Gertrude Joch Robinson (born 1927) is a Canadian communication scholar. She is emeritus professor at McGill University.

==Life==
Gertrude Joch was born in Hamburg on November 15, 1927. Her father Frederick W. Joch was a shipowner, originally from Munich, and her mother Sarah Blaisdell was an American originally from Chicago. The family was bilingual, listened to BBC radio broadcasts, and avoided enrolling the girls in German youth organizations.

Robinson was the first director of the Communications Ph.D. program at McGill University.

Robinson was the second president of the Canadian Communication Association (in 1981–82), and the first editor of the Canadian Journal of Communication.
She also served as Chair of the Association for Education in Journalism and as vice-president of the International Association for Media and Communication Research (IAMCR).

In honour of Robinson, the Canadian Communication Association established an annual Gertrude J. Robinson Book Prize in 1999.

==Works==
===Books===
- Tito’s maverick media: The politics of mass communications in Yugoslavia.
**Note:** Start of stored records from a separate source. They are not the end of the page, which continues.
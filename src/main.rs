// Service entry point
//
// Startup order matters: the storage root is cleared in full (artifacts are
// session state and never survive a restart), yt-dlp gets a forced update
// check, and only then do the eviction sweep and the listener come up.

use std::net::SocketAddr;
use std::sync::Arc;

use tracing::info;
use tracing_subscriber::EnvFilter;

use clipfetch::activity::ActivityLog;
use clipfetch::artifacts::ArtifactStore;
use clipfetch::config::Settings;
use clipfetch::downloader::{CommandGateway, Orchestrator, ToolUpdater};
use clipfetch::server::{self, AppState};

#[tokio::main]
async fn main() -> Result<(), Box<dyn std::error::Error>> {
    dotenvy::dotenv().ok();
    tracing_subscriber::fmt()
        .with_env_filter(
            EnvFilter::try_from_default_env().unwrap_or_else(|_| EnvFilter::new("info")),
        )
        .init();

    info!("starting clipfetch...");
    let settings = Arc::new(Settings::from_env_or_default());

    let store = Arc::new(ArtifactStore::new(
        settings.download_dir.clone(),
        settings.max_file_age,
        settings.cleanup_interval,
        settings.post_serve_delete_delay,
    ));
    store.clear().await?;
    info!("cleaned downloads folder on startup");

    let updater = Arc::new(ToolUpdater::new(settings.ytdlp_update_check_interval));
    updater.check(true).await;

    let sweeper = Arc::clone(&store).spawn_sweeper();

    let gateway = Arc::new(CommandGateway::new(&settings));
    let orchestrator = Arc::new(Orchestrator::new(gateway, Arc::clone(&store)));
    let activity = Arc::new(ActivityLog::new(settings.activity_log_path()));

    let state = AppState {
        settings: Arc::clone(&settings),
        store,
        orchestrator,
        updater,
        activity,
    };

    let addr = format!("{}:{}", settings.host, settings.port);
    let listener = tokio::net::TcpListener::bind(&addr).await?;
    info!("listening on {}", addr);

    axum::serve(
        listener,
        server::router(state).into_make_service_with_connect_info::<SocketAddr>(),
    )
    .await?;

    sweeper.abort();
    Ok(())
}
University of Illinois Press, 1977.
- Women, communication, and careers. Norlin, 1980.
- Gender, journalism and equity: Canadian, US and European perspectives. Hampton Press, 2005.

===Selected articles===
- '"Here be dragons": Problems in charting the U.S. history of communication studies'. Communication, 10, 1988, 97–119.
- 'Monopolies of knowledge in Canadian communication studies: The case of feminist approaches'. Canadian Journal of Communication, 23(1), 1998, 62–72.